Fainter quasars have redder UV spectra.

A common upper limit of ~1/3 for the continuum slope is luminosity-independent.

Dust extinction with E(B-V)~0.1-0.3 mag explains the observed slope discrepancy.

Abstract

We investigate the UV continuum slope $\alpha$ of a large quasar sample from SDSS DR7. By using specific continuum windows, we build two samples at lower ($0.71<z<1.19$) and higher ($1.90<z<3.15$) redshifts, which correspond to the continuum slopes at longer (NUV) and shorter (FUV) rest wavelength ranges respectively. Overall, the average continuum slopes are $-0.36$ and $-0.51$ for $\alpha_{\rm NUV}$ and $\alpha_{\rm FUV}$ with similar dispersions $\sigma_{\alpha} \sim 0.5$. For both samples, we confirm the luminosity dependence of the continuum slope, i.e., fainter quasars have redder spectra.
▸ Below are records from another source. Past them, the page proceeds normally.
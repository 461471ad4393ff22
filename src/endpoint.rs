//! IPv4/IPv6 address plus port as an immutable value

use std::fmt;
use std::net::{IpAddr, Ipv4Addr, Ipv6Addr, SocketAddr};
use std::str::FromStr;

use crate::error::{Error, StatusCode};

/// Network endpoint
///
/// `Undefined` is produced when an address cannot be parsed; sockets refuse
/// to bind or send to it.
#[derive(Copy, Clone, Debug, Default, PartialEq, Eq, Hash, PartialOrd, Ord)]
pub enum Endpoint {
    #[default]
    Undefined,
    V4 { octets: [u8; 4], port: u16 },
    V6 { octets: [u8; 16], port: u16 },
}

impl Endpoint {
    /// Parses `address` as IPv4 or IPv6 text; yields `Undefined` on failure
    pub fn new(address: &str, port: u16) -> Self {
        match address.parse::<IpAddr>() {
            Ok(ip) => SocketAddr::new(ip, port).into(),
            Err(_) => Endpoint::Undefined,
        }
    }

    /// Builds an IPv4 endpoint from a host-order address
    pub fn from_ipv4(address: u32, port: u16) -> Self {
        Endpoint::V4 { octets: address.to_be_bytes(), port }
    }

    pub fn is_defined(&self) -> bool {
        !matches!(self, Endpoint::Undefined)
    }

    pub fn is_ipv4(&self) -> bool {
        matches!(self, Endpoint::V4 { .. })
    }

    pub fn is_ipv6(&self) -> bool {
        matches!(self, Endpoint::V6 { .. })
    }

    pub fn port(&self) -> u16 {
        match *self {
            Endpoint::Undefined => 0,
            Endpoint::V4 { port, .. } | Endpoint::V6 { port, .. } => port,
        }
    }

    /// Host-order IPv4 address, 0 for anything else
    pub fn ipv4_addr(&self) -> u32 {
        match *self {
            Endpoint::V4 { octets, .. } => u32::from_be_bytes(octets),
            _ => 0,
        }
    }

    pub fn address_string(&self) -> String {
        match self.to_socket_addr() {
            Some(sa) => sa.ip().to_string(),
            None => String::new(),
        }
    }

    pub fn to_socket_addr(&self) -> Option<SocketAddr> {
        match *self {
            Endpoint::Undefined => None,
            Endpoint::V4 { octets, port } => Some(SocketAddr::new(Ipv4Addr::from(octets).into(), port)),
            Endpoint::V6 { octets, port } => Some(SocketAddr::new(Ipv6Addr::from(octets).into(), port)),
        }
    }

    /// Same as [`to_socket_addr`](Self::to_socket_addr) but reports `InvalidArgument`
    pub(crate) fn require_socket_addr(&self) -> Result<SocketAddr, Error> {
        self.to_socket_addr()
            .ok_or_else(|| Error::with_message(StatusCode::InvalidArgument, "undefined endpoint"))
    }

    /// Wildcard address of the same family, port 0
    pub(crate) fn unspecified_like(&self) -> SocketAddr {
        match self {
            Endpoint::V6 { .. } => SocketAddr::new(Ipv6Addr::UNSPECIFIED.into(), 0),
            _ => SocketAddr::new(Ipv4Addr::UNSPECIFIED.into(), 0),
        }
    }
}

impl From<SocketAddr> for Endpoint {
    fn from(sa: SocketAddr) -> Self {
        match sa {
            SocketAddr::V4(a) => Endpoint::V4 { octets: a.ip().octets(), port: a.port() },
            SocketAddr::V6(a) => match a.ip().to_ipv4_mapped() {
                Some(v4) => Endpoint::V4 { octets: v4.octets(), port: a.port() },
                None => Endpoint::V6 { octets: a.ip().octets(), port: a.port() },
            },
        }
    }
}

impl FromStr for Endpoint {
    type Err = Error;

    fn from_str(s: &str) -> Result<Self, Self::Err> {
        s.parse::<SocketAddr>()
            .map(Endpoint::from)
            .map_err(|e| Error::with_message(StatusCode::InvalidArgument, e.to_string()))
    }
}

impl fmt::Display for Endpoint {
    fn fmt(&self, f: &mut fmt::Formatter<'_>) -> fmt::Result {
        match self.to_socket_addr() {
            Some(sa) => write!(f, "{}", sa),
            None => f.write_str("<undefined>"),
        }
    }
}

#[cfg(test)]
mod tests {
    use super::*;

    #[test]
    fn test_parse_and_render() {
        let e = Endpoint::new("127.0.0.1", 8080);
        assert!(e.is_ipv4());
        assert_eq!(e.port(), 8080);
        assert_eq!(e.to_string(), "127.0.0.1:8080");
        assert_eq!(e.address_string(), "127.0.0.1");

        let e6 = Endpoint::new("::1", 443);
        assert!(e6.is_ipv6());
        assert_eq!(e6.to_string(), "[::1]:443");
    }

    #[test]
    fn test_invalid_address_is_undefined() {
        let e = Endpoint::new("not an ip", 1);
        assert_eq!(e, Endpoint::Undefined);
        assert!(!e.is_defined());
        assert_eq!(e.port(), 0);
        assert!(e.to_socket_addr().is_none());
        assert!("1.2.3.4".parse::<Endpoint>().is_err());
    }

    #[test]
    fn test_from_ipv4_and_equality() {
        let a = Endpoint::from_ipv4(0x7F00_0001, 53);
        let b: Endpoint = "127.0.0.1:53".parse().unwrap();
        assert_eq!(a, b);
        assert_eq!(a.ipv4_addr(), 0x7F00_0001);
        assert_ne!(a, Endpoint::from_ipv4(0x7F00_0001, 54));
    }

    #[test]
    fn test_v4_mapped_normalization() {
        let sa: SocketAddr = "[::ffff:10.0.0.1]:9".parse().unwrap();
        assert_eq!(Endpoint::from(sa), Endpoint::new("10.0.0.1", 9));
    }
}
impl StreamCore {
    pub fn new(read_size: usize) -> Self {
        Self {
            stream: RefCell::new(None),
            token: Cell::new(None),
            writes: RefCell::new(VecDeque::new()),
            pending: Cell::new(0),
            read_buf: RefCell::new(BytesMut::with_capacity(read_size)),
            read_size,
            write_interest: Cell::new(false),
        }
    }

    /// Registers `stream` with the loop and takes ownership of it
    pub fn attach(
        &self,
        lp: &EventLoop,
        mut stream: TcpStream,
        writable: bool,
        handler: Rc<dyn EventHandler>,
    ) -> io::Result<()> {
        let interest = if writable { Interest::READABLE | Interest::WRITABLE } else { Interest::READABLE };
        let token = lp.register(&mut stream, interest, handler)?;
        self.token.set(Some(token));
        self.write_interest.set(writable);
        *self.stream.borrow_mut() = Some(stream);
        Ok(())
    }

    pub fn is_open(&self) -> bool {
        self.stream.borrow().is_some()
    }

    pub fn pending_writes(&self) -> usize {
        self.pending.get()
    }

    pub fn peer_endpoint(&self) -> Result<Endpoint, Error> {
        match self.stream.borrow().as_ref() {
            Some(s) => Ok(s.peer_addr()?.into()),
            None => Err(Error::new(StatusCode::SocketIsNotConnected)),
        }
    }

    /// Resolves a non-blocking connect: `Ok(true)` once established
    pub fn connect_result(&self) -> Result<bool, Error> {
        let stream = self.stream.borrow();
        let Some(stream) = stream.as_ref() else {
            return Err(Error::canceled());
        };
        if let Some(e) = stream.take_error()? {
            return Err(e.into());
        }
        match stream.peer_addr() {
            Ok(_) => Ok(true),
            Err(e) if e.kind() == io::ErrorKind::NotConnected => Ok(false),
            Err(e) => Err(e.into()),
        }
    }

    /// Queues a write and tries to push it out immediately
    pub fn enqueue(&self, lp: &EventLoop, data: Bytes, cb: SendCompletion) -> Result<(), Error> {
        if !self.is_open() {
            complete_later(lp, cb, Err(Error::new(StatusCode::SocketIsNotConnected)));
            return Ok(());
        }
        self.pending.set(self.pending.get() + 1);
        self.writes.borrow_mut().push_back(PendingWrite { data, written: 0, cb });
        self.flush(lp)
    }

    /// Writes queued data until the kernel pushes back
    ///
    /// A write error completes the failing request with that error and is
    /// returned; the caller is expected to close the stream.
    pub fn flush(&self, lp: &EventLoop) -> Result<(), Error> {
        let mut finished: Vec<(SendCompletion, Result<(), Error>)> = Vec::new();
        let outcome = {
            let mut stream = self.stream.borrow_mut();
            let Some(stream) = stream.as_mut() else {
                return Ok(());
            };
            let mut writes = self.writes.borrow_mut();
            loop {
                let Some(front) = writes.front_mut() else { break Ok(()) };
                if front.written == front.data.len() {
                    if let Some(done) = writes.pop_front() {
                        finished.push((done.cb, Ok(())));
                    }
                    continue;
                }
                match stream.write(&front.data[front.written..]) {
                    Ok(0) => {
                        let err = Error::new(StatusCode::BrokenPipe);
                        if let Some(done) = writes.pop_front() {
                            finished.push((done.cb, Err(err.clone())));
                        }
                        break Err(err);
                    }
                    Ok(n) => front.written += n,
                    Err(e) if e.kind() == io::ErrorKind::WouldBlock => break Ok(()),
                    Err(e) if e.kind() == io::ErrorKind::Interrupted => continue,
                    Err(e) => {
                        let err = Error::from(e);
                        if let Some(done) = writes.pop_front() {
                            finished.push((done.cb, Err(err.clone())));
                        }
                        break Err(err);
                    }
                }
            }
        };

        self.complete(lp, finished);
        if outcome.is_ok() {
            self.update_interest(lp);
        }
        outcome
    }

    fn complete(&self, lp: &EventLoop, finished: Vec<(SendCompletion, Result<(), Error>)>) {
        if finished.is_empty() {
            return;
        }
        self.pending.set(self.pending.get() - finished.len());
        lp.post(move |_| {
            for (cb, result) in finished {
                cb(result);
            }
        });
    }

    fn update_interest(&self, lp: &EventLoop) {
        let want = !self.writes.borrow().is_empty();
        if want == self.write_interest.get() {
            return;
        }
        let mut stream = self.stream.borrow_mut();
        let (Some(token), Some(stream)) = (self.token.get(), stream.as_mut()) else {
            return;
        };
        let interest = if want { Interest::READABLE | Interest::WRITABLE } else { Interest::READABLE };
        match lp.reregister(stream, token, interest) {
            Ok(()) => self.write_interest.set(want),
            Err(e) => log::warn!("failed to update stream interest: {}", e),
        }
    }

    /// Reads until the socket would block, handing each read to `deliver`
    pub fn read_available(&self, deliver: &mut dyn FnMut(DataChunk)) -> ReadStatus {
        loop {
            let read = {
                let mut stream = self.stream.borrow_mut();
                let Some(stream) = stream.as_mut() else {
                    return ReadStatus::Stopped;
                };
                let mut buf = self.read_buf.borrow_mut();
                buf.resize(self.read_size, 0);
                match stream.read(&mut buf[..]) {
                    Ok(0) => {
                        buf.clear();
                        return ReadStatus::Eof;
                    }
                    Ok(n) => {
                        buf.truncate(n);
                        buf.split().freeze()
                    }
                    Err(e) if e.kind() == io::ErrorKind::WouldBlock => {
                        buf.clear();
                        return ReadStatus::WouldBlock;
                    }
                    Err(e) if e.kind() == io::ErrorKind::Interrupted => {
                        buf.clear();
                        continue;
                    }
                    Err(e) => {
                        buf.clear();
                        return ReadStatus::Failed(e.into());
                    }
                }
            };
            log::trace!("tcp read {} bytes", read.len());
            deliver(DataChunk::new(read));
        }
    }

    /// Half-closes the write side
    pub fn half_close(&self) {
        if let Some(stream) = self.stream.borrow().as_ref() {
            if let Err(e) = stream.shutdown(Shutdown::Write) {
                log::debug!("tcp half-close failed: {}", e);
            }
        }
    }

    /// Deregisters and closes the socket; queued writes fail with `OperationCanceled`
    pub fn close(&self, lp: &EventLoop) {
        let stream = self.stream.borrow_mut().take();
        if let (Some(mut stream), Some(token)) = (stream, self.token.take()) {
            lp.deregister(&mut stream, token);
        }
        let canceled: Vec<_> = self
            .writes
            .borrow_mut()
            .drain(..)
            .map(|w| (w.cb, Err(Error::canceled())))
            .collect();
        self.complete(lp, canceled);
        self.write_interest.set(false);
    }
}

/// Opens a non-blocking stream socket and starts connecting it
pub(crate) fn start_connect(endpoint: &Endpoint, lp: &EventLoop) -> Result<TcpStream, Error> {
    let addr = endpoint.require_socket_addr()?;
    let domain = r::Domain::of(&addr);
    let fd = r::socket(domain, r::Type::Stream, r::Protocol::Tcp)?;
    apply_socket_options(r::fd_of(&fd), domain, r::Type::Stream, lp.config())?;
    r::connect_raw(r::fd_of(&fd), addr)?;
    Ok(TcpStream::from_std(r::tcp_stream_from_os(fd)))
}

#[derive(Copy, Clone, Debug, PartialEq, Eq)]
enum ClientState {
    Idle,
    Connecting,
    Connected,
    ShuttingDown,
    Closed,
}

type ConnectCallback = Box<dyn FnOnce(&TcpClient, Result<(), Error>)>;
type ReceiveCallback = Rc<dyn Fn(&TcpClient, DataChunk)>;
type CloseCallback = Box<dyn FnOnce(&TcpClient, Result<(), Error>)>;

struct ClientInner {
    lp: EventLoop,
    core: StreamCore,
    state: Cell<ClientState>,
    peer: Cell<Endpoint>,
    on_connect: RefCell<Option<ConnectCallback>>,
    on_receive: RefCell<Option<ReceiveCallback>>,
    on_close: RefCell<Option<CloseCallback>>,
    removal: RemovalState,
    user_data: UserData,
}

/// Outgoing TCP connection
///
/// Cloning yields another handle to the same connection.
#[derive(Clone)]
pub struct TcpClient {
    inner: Rc<ClientInner>,
}

impl TcpClient {
    pub fn new(lp: &EventLoop) -> Self {
        Self {
            inner: Rc::new(ClientInner {
                lp: lp.clone(),
                core: StreamCore::new(lp.config().tcp_read_buffer_size),
                state: Cell::new(ClientState::Idle),
                peer: Cell::new(Endpoint::Undefined),
                on_connect: RefCell::new(None),
                on_receive: RefCell::new(None),
                on_close: RefCell::new(None),
                removal: RemovalState::default(),
                user_data: UserData::default(),
            }),
        }
    }

    /// Connects to `endpoint`
    ///
    /// `on_connect` fires exactly once with the outcome. After a successful
    /// connect, `on_receive` fires for every read and `on_close` once when the
    /// connection ends, with `Ok` for an orderly close.
    pub fn connect<C, R, X>(&self, endpoint: Endpoint, on_connect: C, on_receive: R, on_close: X)
    where
        C: FnOnce(&TcpClient, Result<(), Error>) + 'static,
        R: Fn(&TcpClient, DataChunk) + 'static,
        X: FnOnce(&TcpClient, Result<(), Error>) + 'static,
    {
        let inner = &self.inner;
        let refusal = if !inner.removal.is_active() {
            Some(StatusCode::OperationCanceled)
        } else {
            match inner.state.get() {
                ClientState::Idle | ClientState::Closed => None,
                ClientState::Connecting => Some(StatusCode::ConnectionAlreadyInProgress),
                ClientState::Connected | ClientState::ShuttingDown => Some(StatusCode::SocketIsAlreadyConnected),
            }
        };
        if let Some(status) = refusal {
            let this = self.clone();
            inner.lp.post(move |_| on_connect(&this, Err(Error::new(status))));
            return;
        }

        *inner.on_connect.borrow_mut() = Some(Box::new(on_connect));
        *inner.on_receive.borrow_mut() = Some(Rc::new(on_receive));
        *inner.on_close.borrow_mut() = Some(Box::new(on_close));
        inner.peer.set(endpoint);

        let started = start_connect(&endpoint, &inner.lp).and_then(|stream| {
            let handler: Rc<dyn EventHandler> = Rc::clone(inner) as Rc<dyn EventHandler>;
            inner.core.attach(&inner.lp, stream, true, handler).map_err(Error::from)
        });
        match started {
            Ok(()) => {
                log::debug!("tcp connecting to {}", endpoint);
                inner.state.set(ClientState::Connecting);
            }
            Err(e) => {
                log::debug!("tcp connect to {} failed early: {}", endpoint, e);
                inner.state.set(ClientState::Connecting);
                inner.close_with(Err(e));
            }
        }
    }

    /// Aborts the connection; queued writes complete with `OperationCanceled`
    pub fn close(&self) {
        self.inner.close_with(Ok(()));
    }

    /// Stops accepting sends, finishes queued writes, then closes
    pub fn shutdown(&self) {
        self.inner.shutdown();
    }

    pub fn is_open(&self) -> bool {
        matches!(self.inner.state.get(), ClientState::Connected | ClientState::ShuttingDown)
    }

    /// Writes queued but not yet completed
    pub fn pending_write_requests(&self) -> usize {
        self.inner.core.pending_writes()
    }

    pub fn endpoint(&self) -> Endpoint {
        self.inner.peer.get()
    }

    pub fn set_user_data<T: 'static>(&self, value: T) {
        self.inner.user_data.set(value);
    }

    pub fn user_data<T: 'static>(&self) -> Option<Rc<T>> {
        self.inner.user_data.get()
    }
}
We further find that both $\alpha_{\rm NUV}$ and $\alpha_{\rm FUV}$ have a common upper limit ($\sim 1/3$) which is almost independent of the quasar luminosity $L_{\rm bol}$. This finding implies that the intrinsic quasar continuum (or the bluest quasar), at any luminosity, obey the standard thin disk model. We propose that the other quasars with redder $\alpha$ are caused by the reddening from the dust {\it locally}. With this assumption, we employ the dust extinction scenario to model the observed $L_{\rm bol}-\alpha$ relation. We find that, a typical value of $E(B-V)\sim0.1$ to $0.3$ mag (depending on the types of extinction curve) of the quasar {\it local} dust is enough to explain the discrepancy of $\alpha$ between the observation ($\sim-0.5$) and the standard accretion disk model prediction ($\sim 1/3$).